Endocrinologist Bloom and his colleagues reported that PYY3-36 is formed in the digestive tract after eating and travels to the brain, where the peptide controls short-term appetite. Subsequently, other teams tried to reproduce the findings--without success. As word spread that several labs were experiencing similar troubles, the investigators decided to collaborate. They bought rodents from the same vendor as Bloom, purchased food from the same supplier, and injected animals at exactly the same time of day with the same kind of syringes filled with PYY3-36 manufactured by the same chemical supply house. "And still we weren't able to reproduce the results," says Mattias Tschöp of the University of Cincinnati in Ohio.
Bloom remains steadfast. Other labs "are doing the experiments badly," he suggests. He thinks the problem is stress. If an animal is handled roughly and jabbed with a needle, Bloom says, it reacts to danger by not eating. The appetite loss can negate PYY3-36's appetite-suppressing effects. (Tschöp counters that in his lab animals injected with saline did not eat any less than uninjected animals.) Bloom also points out that in two earlier cases when his initial data were challenged, he turned out to be correct after years of extra work. "It kind of gets wearing," he says.
At least one scientist has corroborated Bloom's results in rodents: Andrew Young, vice president and senior research fellow at Amylin Pharmaceuticals, headquartered in San Diego, California. His firm has a financial stake; it intends to market a drug based on PYY3-36. Asked if he knows the reason for the discrepancy, Young says, "I can't explain it. Maybe it's [a difference in] the peptide." Despite the controversy, Amylin intends to test the drug in human trials.
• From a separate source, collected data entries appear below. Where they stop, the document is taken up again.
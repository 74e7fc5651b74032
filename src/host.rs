//! Host collaborator contract.
//!
//! The cache core never talks to the content system directly. Everything it
//! needs (the entity scan, collection membership, template and snippet file
//! resolution, the active locale and the clock) comes through the [`Host`]
//! trait, so the core can be exercised against a stub in tests and bolted
//! onto any content model in production.

use std::path::{Path, PathBuf};

use time::OffsetDateTime;

/// Unix timestamp in seconds. All watermarks in the dependency index use
/// this representation.
pub type Timestamp = i64;

/// A snapshot of one content entity, as seen at scan or mutation time.
///
/// Entities carry two stable identifiers that both resolve to the same
/// index slot: a durable `uuid` (which may wear a URI-style prefix such as
/// `page://`) and a path-like `path_id`.
#[derive(Debug, Clone, PartialEq, Eq)]
pub struct EntityRecord {
    /// Durable identifier, stable across renames and moves.
    pub uuid: String,
    /// Path-like identifier, e.g. `blog/my-post`.
    pub path_id: String,
    /// The entity's kind/category classifier (blueprint or template name).
    pub blueprint: String,
    /// Last-modified time of the entity.
    pub modified: Timestamp,
}

impl EntityRecord {
    pub fn new(
        uuid: impl Into<String>,
        path_id: impl Into<String>,
        blueprint: impl Into<String>,
        modified: Timestamp,
    ) -> Self {
        Self {
            uuid: uuid.into(),
            path_id: path_id.into(),
            blueprint: blueprint.into(),
            modified,
        }
    }
}

/// Services the host content system provides to the cache core.
///
/// Implementations must be cheap to call repeatedly; `collection_*` methods
/// in particular run on every mutation event for every configured
/// collection.
pub trait Host: Send + Sync {
    /// Every entity in the system, for full index rebuilds.
    fn all_entities(&self) -> Vec<EntityRecord>;

    /// Last-modified time of the site as a whole.
    fn site_modified(&self) -> Timestamp;

    /// The most recently modified member of a named collection, or `None`
    /// when the collection is unknown or empty.
    fn collection_latest(&self, name: &str) -> Option<EntityRecord>;

    /// Live membership test against the named collection.
    fn collection_contains(&self, name: &str, entity: &EntityRecord) -> bool;

    /// Resolve a logical template name to a file path, if one exists.
    fn template_path(&self, name: &str) -> Option<PathBuf>;

    /// Resolve a logical snippet name to a file path, if one exists.
    fn snippet_path(&self, name: &str) -> Option<PathBuf>;

    /// Modification time of a file on disk. The default implementation
    /// stats the path; a missing file is "no information", not an error.
    fn file_modified(&self, path: &Path) -> Option<Timestamp> {
        let mtime = std::fs::metadata(path).ok()?.modified().ok()?;
        Some(OffsetDateTime::from(mtime).unix_timestamp())
    }

    /// Active locale code when the host is multi-language. Cache keys are
    /// namespaced per locale so translated fragments never collide.
    fn locale(&self) -> Option<String> {
        None
    }

    /// Current wall-clock time. Overridable so tests can pin the clock.
    fn now(&self) -> Timestamp {
        OffsetDateTime::now_utc().unix_timestamp()
    }
}

#[cfg(test)]
mod tests {
    use super::*;

    struct BareHost;

    impl Host for BareHost {
        fn all_entities(&self) -> Vec<EntityRecord> {
            Vec::new()
        }
        fn site_modified(&self) -> Timestamp {
            0
        }
        fn collection_latest(&self, _name: &str) -> Option<EntityRecord> {
            None
        }
        fn collection_contains(&self, _name: &str, _entity: &EntityRecord) -> bool {
            false
        }
        fn template_path(&self, _name: &str) -> Option<PathBuf> {
            None
        }
        fn snippet_path(&self, _name: &str) -> Option<PathBuf> {
            None
        }
    }

    #[test]
    fn default_locale_is_monolingual() {
        assert!(BareHost.locale().is_none());
    }

    #[test]
    fn default_clock_advances() {
        let now = BareHost.now();
        assert!(now > 1_600_000_000);
    }

    #[test]
    fn file_modified_missing_file_is_none() {
        assert!(BareHost.file_modified(Path::new("/nonexistent/f.tpl")).is_none());
    }
}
Tschöp admits it's possible that PYY3-36 could emerge as a powerful antiobesity drug. (His group has done no studies in people.) And one pioneer in the field, Bruce Schneider, associate vice president for clinical research at the Association of American Medical Colleges in Washington, D.C., says that conflicting data should not present a regulatory problem. The main concern is that a new drug be "reasonably" safe before entering clinical trials, says Schneider, a former medical officer at the U.S. Food and Drug Administration.